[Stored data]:
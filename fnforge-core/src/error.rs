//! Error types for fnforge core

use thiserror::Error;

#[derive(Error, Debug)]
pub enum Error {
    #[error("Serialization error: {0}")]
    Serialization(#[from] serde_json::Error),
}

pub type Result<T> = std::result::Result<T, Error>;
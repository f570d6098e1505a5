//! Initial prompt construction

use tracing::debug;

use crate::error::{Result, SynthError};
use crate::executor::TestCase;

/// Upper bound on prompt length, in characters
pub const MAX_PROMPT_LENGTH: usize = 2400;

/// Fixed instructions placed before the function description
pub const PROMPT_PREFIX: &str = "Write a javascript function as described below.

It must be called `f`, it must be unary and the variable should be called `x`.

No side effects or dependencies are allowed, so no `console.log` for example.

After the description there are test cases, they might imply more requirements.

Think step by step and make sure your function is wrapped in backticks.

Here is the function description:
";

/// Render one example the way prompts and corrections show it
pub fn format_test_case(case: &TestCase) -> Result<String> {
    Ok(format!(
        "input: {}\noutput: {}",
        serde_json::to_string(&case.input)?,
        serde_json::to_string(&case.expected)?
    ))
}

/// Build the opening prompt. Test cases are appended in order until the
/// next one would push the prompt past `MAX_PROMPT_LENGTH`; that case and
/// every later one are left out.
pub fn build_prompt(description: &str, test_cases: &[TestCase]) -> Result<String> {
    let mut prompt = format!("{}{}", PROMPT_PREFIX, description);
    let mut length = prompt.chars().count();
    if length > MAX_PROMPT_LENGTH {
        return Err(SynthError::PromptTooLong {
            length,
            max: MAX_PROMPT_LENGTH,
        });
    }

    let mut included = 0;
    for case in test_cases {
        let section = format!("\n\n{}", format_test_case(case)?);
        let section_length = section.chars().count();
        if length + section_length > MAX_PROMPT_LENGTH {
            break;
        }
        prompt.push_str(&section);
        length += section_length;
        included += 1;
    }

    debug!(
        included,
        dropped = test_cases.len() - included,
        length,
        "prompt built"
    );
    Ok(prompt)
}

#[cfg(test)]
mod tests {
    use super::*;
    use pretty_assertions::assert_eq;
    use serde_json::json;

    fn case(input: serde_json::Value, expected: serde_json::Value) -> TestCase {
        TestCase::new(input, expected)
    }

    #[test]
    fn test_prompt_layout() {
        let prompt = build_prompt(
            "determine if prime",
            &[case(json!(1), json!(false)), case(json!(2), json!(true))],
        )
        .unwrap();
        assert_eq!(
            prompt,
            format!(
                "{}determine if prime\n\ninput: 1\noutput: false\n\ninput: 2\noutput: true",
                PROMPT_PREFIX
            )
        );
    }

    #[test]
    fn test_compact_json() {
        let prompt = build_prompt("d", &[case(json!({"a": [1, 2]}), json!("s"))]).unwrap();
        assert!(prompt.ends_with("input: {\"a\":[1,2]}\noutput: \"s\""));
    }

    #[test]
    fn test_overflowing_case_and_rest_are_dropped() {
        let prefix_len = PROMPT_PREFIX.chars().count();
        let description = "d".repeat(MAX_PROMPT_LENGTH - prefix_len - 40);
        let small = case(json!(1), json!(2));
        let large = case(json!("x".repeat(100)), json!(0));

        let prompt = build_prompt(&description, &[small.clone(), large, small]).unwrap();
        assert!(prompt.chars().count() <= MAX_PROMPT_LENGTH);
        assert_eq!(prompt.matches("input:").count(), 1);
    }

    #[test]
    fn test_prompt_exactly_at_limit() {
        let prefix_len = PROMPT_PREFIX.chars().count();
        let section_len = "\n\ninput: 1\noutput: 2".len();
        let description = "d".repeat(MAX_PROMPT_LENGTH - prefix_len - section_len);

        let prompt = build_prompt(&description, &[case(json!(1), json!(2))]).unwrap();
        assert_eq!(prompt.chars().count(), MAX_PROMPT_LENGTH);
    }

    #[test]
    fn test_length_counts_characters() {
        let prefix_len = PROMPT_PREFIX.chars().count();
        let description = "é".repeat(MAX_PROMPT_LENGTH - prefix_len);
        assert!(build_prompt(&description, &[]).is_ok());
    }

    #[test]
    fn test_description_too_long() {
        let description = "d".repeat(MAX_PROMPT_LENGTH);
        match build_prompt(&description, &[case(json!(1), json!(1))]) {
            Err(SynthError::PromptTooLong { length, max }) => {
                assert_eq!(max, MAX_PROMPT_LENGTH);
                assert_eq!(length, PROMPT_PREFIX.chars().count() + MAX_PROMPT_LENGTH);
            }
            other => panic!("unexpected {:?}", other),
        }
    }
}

[EXERCISE GOAL]: An exact copy of every record is what the answer must contain.

[TASK RESPONSE]:
filename fnforge-core/src/error.rs
//! Error types for fnforge core

use thiserror::Error;

#[derive(Error, Debug)]
pub enum Error {
    #[error("Serialization error: {0}")]
    Serialization(#[from] serde_json::Error),
}

pub type Result<T> = std::result::Result<T, Error>;
repository f570d6098e1505a5
//! Initial prompt construction

use tracing::debug;

use crate::error::{Result, SynthError};
use crate::executor::TestCase;

/// Upper bound on prompt length, in characters
pub const MAX_PROMPT_LENGTH: usize = 2400;

/// Fixed instructions placed before the function description
pub const PROMPT_PREFIX: &str = "Write a javascript function as described below.

It must be called `f`, it must be unary and the variable should be called `x`.

No side effects or dependencies are allowed, so no `console.log` for example.

After the description there are test cases, they might imply more requirements.

Think step by step and make sure your function is wrapped in backticks.

Here is the function description:
";

/// Render one example the way prompts and corrections show it
pub fn format_test_case(case: &TestCase) -> Result<String> {
    Ok(format!(
        "input: {}\noutput: {}",
        serde_json::to_string(&case.input)?,
        serde_json::to_string(&case.expected)?
    ))
}

/// Build the opening prompt. Test cases are appended in order until the
/// next one would push the prompt past `MAX_PROMPT_LENGTH`; that case and
/// every later one are left out.
pub fn build_prompt(description: &str, test_cases: &[TestCase]) -> Result<String> {
    let mut prompt = format!("{}{}", PROMPT_PREFIX, description);
    let mut length = prompt.chars().count();
    if length > MAX_PROMPT_LENGTH {
        return Err(SynthError::PromptTooLong {
            length,
            max: MAX_PROMPT_LENGTH,
        });
    }

    let mut included = 0;
    for case in test_cases {
        let section = format!("\n\n{}", format_test_case(case)?);
        let section_length = section.chars().count();
        if length + section_length > MAX_PROMPT_LENGTH {
            break;
        }
        prompt.push_str(&section);
        length += section_length;
        included += 1;
    }

    debug!(
        included,
        dropped = test_cases.len() - included,
        length,
        "prompt built"
    );
    Ok(prompt)
}

#[cfg(test)]
mod tests {
    use super::*;
    use pretty_assertions::assert_eq;
    use serde_json::json;

    fn case(input: serde_json::Value, expected: serde_json::Value) -> TestCase {
        TestCase::new(input, expected)
    }

    #[test]
    fn test_prompt_layout() {
        let prompt = build_prompt(
            "determine if prime",
            &[case(json!(1), json!(false)), case(json!(2), json!(true))],
        )
        .unwrap();
        assert_eq!(
            prompt,
            format!(
                "{}determine if prime\n\ninput: 1\noutput: false\n\ninput: 2\noutput: true",
                PROMPT_PREFIX
            )
        );
    }

    #[test]
    fn test_compact_json() {
        let prompt = build_prompt("d", &[case(json!({"a": [1, 2]}), json!("s"))]).unwrap();
        assert!(prompt.ends_with("input: {\"a\":[1,2]}\noutput: \"s\""));
    }

    #[test]
    fn test_overflowing_case_and_rest_are_dropped() {
        let prefix_len = PROMPT_PREFIX.chars().count();
        let description = "d".repeat(MAX_PROMPT_LENGTH - prefix_len - 40);
        let small = case(json!(1), json!(2));
        let large = case(json!("x".repeat(100)), json!(0));

        let prompt = build_prompt(&description, &[small.clone(), large, small]).unwrap();
        assert!(prompt.chars().count() <= MAX_PROMPT_LENGTH);
        assert_eq!(prompt.matches("input:").count(), 1);
    }

    #[test]
    fn test_prompt_exactly_at_limit() {
        let prefix_len = PROMPT_PREFIX.chars().count();
        let section_len = "\n\ninput: 1\noutput: 2".len();
        let description = "d".repeat(MAX_PROMPT_LENGTH - prefix_len - section_len);

        let prompt = build_prompt(&description, &[case(json!(1), json!(2))]).unwrap();
        assert_eq!(prompt.chars().count(), MAX_PROMPT_LENGTH);
    }

    #[test]
    fn test_length_counts_characters() {
        let prefix_len = PROMPT_PREFIX.chars().count();
        let description = "é".repeat(MAX_PROMPT_LENGTH - prefix_len);
        assert!(build_prompt(&description, &[]).is_ok());
    }

    #[test]
    fn test_description_too_long() {
        let description = "d".repeat(MAX_PROMPT_LENGTH);
        match build_prompt(&description, &[case(json!(1), json!(1))]) {
            Err(SynthError::PromptTooLong { length, max }) => {
                assert_eq!(max, MAX_PROMPT_LENGTH);
                assert_eq!(length, PROMPT_PREFIX.chars().count() + MAX_PROMPT_LENGTH);
            }
            other => panic!("unexpected {:?}", other),
        }
    }
}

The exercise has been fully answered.